Exercise goal: How do the lines below between the ones holding "Self::with_base_url(api_key, DEFAULT_BASE_URL.to_string())" and "fn generate(&self, request: &GenerationRequest)", inclusive, read? Give them again exactly, with no other lines.

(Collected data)
______________________________
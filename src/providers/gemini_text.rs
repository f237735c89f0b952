//! Gemini generateContent text adapter.

use reqwest::blocking::Client;
use serde_json::{json, Value};

use super::{response_json_or_error, ProviderError, TextProvider};
use crate::article::TextDraft;
use crate::config::GenerationRequest;

const DEFAULT_BASE_URL: &str = "https://generativelanguage.googleapis.com/v1beta";
const MODEL: &str = "gemini-2.0-flash";

pub struct GeminiText {
    api_key: String,
    base_url: String,
    client: Client,
}

impl GeminiText {
    pub fn new(api_key: String) -> Self {
        Self::with_base_url(api_key, DEFAULT_BASE_URL.to_string())
    }

    pub fn with_base_url(api_key: String, base_url: String) -> Self {
        Self {
            api_key,
            base_url,
            client: Client::new(),
        }
    }
}

/// Concatenate the text parts of the first candidate.
fn extract_body(response: &Value) -> Result<String, ProviderError> {
    let parts = response
        .get("candidates")
        .and_then(Value::as_array)
        .and_then(|candidates| candidates.first())
        .and_then(|candidate| candidate.get("content"))
        .and_then(|content| content.get("parts"))
        .and_then(Value::as_array)
        .ok_or_else(|| {
            ProviderError::Malformed("missing candidates[0].content.parts".to_string())
        })?;

    let mut body = String::new();
    for part in parts {
        if let Some(text) = part.get("text").and_then(Value::as_str) {
            body.push_str(text);
        }
    }
    let trimmed = body.trim();
    if trimmed.is_empty() {
        return Err(ProviderError::Empty);
    }
    Ok(trimmed.to_string())
}

impl TextProvider for GeminiText {
    fn name(&self) -> &str {
        "gemini"
    }

    fn generate(&self, request: &GenerationRequest) -> Result<TextDraft, ProviderError> {
        let prompt = format!(
            "Escribe un artículo de blog en español sobre: {}. Formato Markdown, con un título \
             de nivel 1, secciones claras y una conclusión práctica. No incluyas frontmatter.",
            request.topic
        );
        let payload = json!({
            "contents": [{ "parts": [{ "text": prompt }] }],
        });

        let url = format!(
            "{}/models/{}:generateContent?key={}",
            self.base_url, MODEL, self.api_key
        );
        let response = self.client.post(url).json(&payload).send()?;
        let body = response_json_or_error(response)?;
        let markdown = extract_body(&body)?;
        Ok(TextDraft::from_body(&request.topic, markdown))
    }
}

#[cfg(test)]
mod tests {
    use super::*;
    use serde_json::json;

    #[test]
    fn concatenates_text_parts() {
        let body = json!({
            "candidates": [{ "content": { "parts": [
                { "text": "# Título\n" },
                { "inlineData": { "mimeType": "image/png", "data": "ignored" } },
                { "text": "\nCuerpo." }
            ]}}]
        });
        assert_eq!(extract_body(&body).unwrap(), "# Título\n\nCuerpo.");
    }

    #[test]
    fn no_text_parts_is_empty() {
        let body = json!({
            "candidates": [{ "content": { "parts": [
                { "inlineData": { "mimeType": "image/png", "data": "x" } }
            ]}}]
        });
        assert!(matches!(extract_body(&body), Err(ProviderError::Empty)));
    }

    #[test]
    fn missing_candidates_is_malformed() {
        assert!(matches!(
            extract_body(&json!({})),
            Err(ProviderError::Malformed(_))
        ));
    }
}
______________________________
Your solution:
        Self::with_base_url(api_key, DEFAULT_BASE_URL.to_string())
    }

    pub fn with_base_url(api_key: String, base_url: String) -> Self {
        Self {
            api_key,
            base_url,
            client: Client::new(),
        }
    }
}

/// Concatenate the text parts of the first candidate.
fn extract_body(response: &Value) -> Result<String, ProviderError> {
    let parts = response
        .get("candidates")
        .and_then(Value::as_array)
        .and_then(|candidates| candidates.first())
        .and_then(|candidate| candidate.get("content"))
        .and_then(|content| content.get("parts"))
        .and_then(Value::as_array)
        .ok_or_else(|| {
            ProviderError::Malformed("missing candidates[0].content.parts".to_string())
        })?;

    let mut body = String::new();
    for part in parts {
        if let Some(text) = part.get("text").and_then(Value::as_str) {
            body.push_str(text);
        }
    }
    let trimmed = body.trim();
    if trimmed.is_empty() {
        return Err(ProviderError::Empty);
    }
    Ok(trimmed.to_string())
}

impl TextProvider for GeminiText {
    fn name(&self) -> &str {
        "gemini"
    }

    fn generate(&self, request: &GenerationRequest) -> Result<TextDraft, ProviderError> {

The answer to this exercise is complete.